Tensor backing model
All tensors — scratch, persistent (resource-variable), and
constant (weights) — are backed by per-memory arenas in the
generated C module. Each tensor descriptor carries a
(region, offset, size) triple resolved at runtime against
ctx->arena_buffers[region]. There are no per-tensor static
symbols.
| Role | Arena symbol | Initialization |
|---|---|---|
scratch |
<prefix>_arena_<mem> |
Caller-supplied or auto-allocated; transient. |
persistent |
<prefix>_arena_persistent_<mem> |
Codegen memset(slot, 0, size) per tensor in context_init. |
constant (cold) |
<prefix>_arena_const_<mem>__blob (a typed array initialized with the weight bytes; const-qualified for cold-storage memories, non-const when the placement section targets loadable RAM such as DTCM/SRAM to avoid linker section-flag conflicts) |
Read in place; no hydration. |
constant (staged) |
<prefix>_arena_const_<mem> arena (writable runtime buffer) populated from <prefix>_arena_const_<mem>__source (cold blob) |
<prefix>_hydrate_constants(&ctx) (weak helper) memcpys source → runtime per arena. |
Cold vs staged constants
A constant is cold when its source memory equals its runtime
memory (kernels read in place from cold storage; byte-identical to
historical XIP).

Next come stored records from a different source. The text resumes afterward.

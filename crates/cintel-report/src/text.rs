//! Plain-text report rendering.

use cintel_core::Analysis;

use crate::{sanitize_filename_component, RenderedReport, ReportError, ReportMeta};

const BANNER: &str = "========================================";

/// Render the fixed-layout plain-text report.
///
/// Free-text and unparsed analyses carry their raw text verbatim as the
/// body; structured analyses render their pretty-printed JSON.
///
/// # Errors
///
/// Returns [`ReportError::Json`] if a structured analysis fails to
/// serialize.
pub fn render_text(meta: &ReportMeta, analysis: &Analysis) -> Result<RenderedReport, ReportError> {
    let body = match analysis.raw_text() {
        Some(text) => text.to_string(),
        None => serde_json::to_string_pretty(analysis)?,
    };

    let generated = meta.generated_at.format("%B %d, %Y at %I:%M %p");
    let report = format!(
        "COMPETITOR INTELLIGENCE REPORT\n\
        {BANNER}\n\
        \n\
        Competitor Analyzed: {name}\n\
        Source: YouTube Comment Analysis\n\
        Videos Analyzed: {videos}\n\
        Comments Analyzed: {comments}\n\
        Report Generated: {generated}\n\
        \n\
        {BANNER}\n\
        COMPETITIVE INTELLIGENCE ANALYSIS\n\
        {BANNER}\n\
        \n\
        {body}\n\
        \n\
        {BANNER}\n\
        Generated by Competitor Intelligence Analyzer\n",
        name = meta.competitor_name,
        videos = meta.total_videos,
        comments = meta.total_comments,
    );

    let filename = format!(
        "competitor_analysis_{}_{}.txt",
        sanitize_filename_component(&meta.competitor_name),
        meta.generated_at.format("%Y%m%d_%H%M%S")
    );

    Ok(RenderedReport {
        bytes: report.into_bytes(),
        filename,
        content_type: "text/plain",
    })
}

#[cfg(test)]
mod tests {
    use chrono::TimeZone;
    use chrono::Utc;
    use cintel_core::Analysis;

    use super::*;

    fn meta() -> ReportMeta {
        ReportMeta {
            competitor_name: "Acme Soda".to_string(),
            generated_at: Utc.with_ymd_and_hms(2026, 3, 14, 15, 9, 26).unwrap(),
            total_comments: 42,
            total_videos: 2,
        }
    }

    #[test]
    fn text_report_contains_name_count_and_verbatim_body() {
        let analysis = Analysis::Text("**SUMMARY:** customers like the taste".to_string());
        let report = render_text(&meta(), &analysis).expect("render");
        let content = String::from_utf8(report.bytes).expect("utf-8");

        assert!(content.contains("Competitor Analyzed: Acme Soda"));
        assert!(content.contains("Comments Analyzed: 42"));
        assert!(content.contains("**SUMMARY:** customers like the taste"));
        assert!(content.starts_with("COMPETITOR INTELLIGENCE REPORT"));
        assert!(content.trim_end().ends_with("Generated by Competitor Intelligence Analyzer"));
    }

    #[test]
    fn text_report_filename_embeds_sanitized_name_and_timestamp() {
        let analysis = Analysis::Text("body".to_string());
        let report = render_text(&meta(), &analysis).expect("render");
        assert_eq!(
            report.filename,
            "competitor_analysis_Acme_Soda_20260314_150926.txt"
        );
        assert_eq!(report.content_type, "text/plain");
    }

    #[test]
    fn text_report_is_deterministic() {
        let analysis = Analysis::Text("body".to_string());
        let first = render_text(&meta(), &analysis).expect("render");
        let second = render_text(&meta(), &analysis).expect("render");
        assert_eq!(first.bytes, second.bytes);
    }

    #[test]
    fn unparsed_analysis_renders_raw_response() {
        let analysis = Analysis::Unparsed {
            error: "Could not parse analysis".to_string(),
            raw_response: "the raw model output".to_string(),
        };
        let report = render_text(&meta(), &analysis).expect("render");
        let content = String::from_utf8(report.bytes).expect("utf-8");
        assert!(content.contains("the raw model output"));
    }

    #[test]
    fn structured_analysis_renders_pretty_json_body() {
        let analysis: Analysis = serde_json::from_value(serde_json::json!({
            "sentiment_summary": {"positive_count": 1, "negative_count": 0, "neutral_count": 0, "total_comments": 1},
            "key_themes": {"positive_aspects": [], "negative_aspects": []},
            "product_insights": {"strengths": [], "weaknesses": [], "suggestions": []},
            "marketing_insights": []
        }))
        .expect("analysis");
        let report = render_text(&meta(), &analysis).expect("render");
        let content = String::from_utf8(report.bytes).expect("utf-8");
        assert!(content.contains("\"positive_count\": 1"));
    }
}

It is staged when those memories differ — a
single contiguous _source blob lives in the cold memory and the
caller hydrates the writable runtime arena from it before
model_run.
Routing is per-tensor via the constant_destination_memory:
attribute:
tensors:
- type: CONSTANT
attributes:
memory: MRAM # source (cold) memory
constant_destination_memory: DTCM # runtime arena memory (staged)
memory:selects the source memory the constant bytes are read from. Under cold residency it is also the runtime read location.constant_destination_memory:selects the destination (writable runtime arena) the kernels read from during inference. When unset (or equal tomemory:) the constant is cold and read in place.- All constants sharing a destination memory share one arena; the planner enforces a single source memory per destination arena so a single bulk transfer suffices to hydrate it.
Hydration contract
When at least one staged constant exists, the generator emits a weak helper:
The default body performs one memcpy per staged constant arena.
<prefix>_model_init invokes <prefix>_hydrate_constants(&ctx)
between <prefix>_context_init and the operator init loop, so
staged arenas are populated before any kernel _init hook (or the
first <prefix>_model_run) can observe them. Callers may:
- rely on the in-
model_initcall (default behavior — works for every config), - pre-hydrate by calling
<prefix>_hydrate_constants(&ctx)after<prefix>_context_initbut before<prefix>_model_init; the default body is idempotent somodel_init's call is then a no-op, - override the weak symbol with a strong replacement (e.g. DMA,
pre-staged HBLRAM, decompression, model-swap) —
model_initcalls the override at the same fixed point. The override must call<prefix>_mark_hydrated()to satisfy the latch, or - skip the helper entirely when the destination arena already
contains the right bytes (e.g. preloaded by the application);
call
<prefix>_mark_hydrated()before<prefix>_model_runso the latch is satisfied.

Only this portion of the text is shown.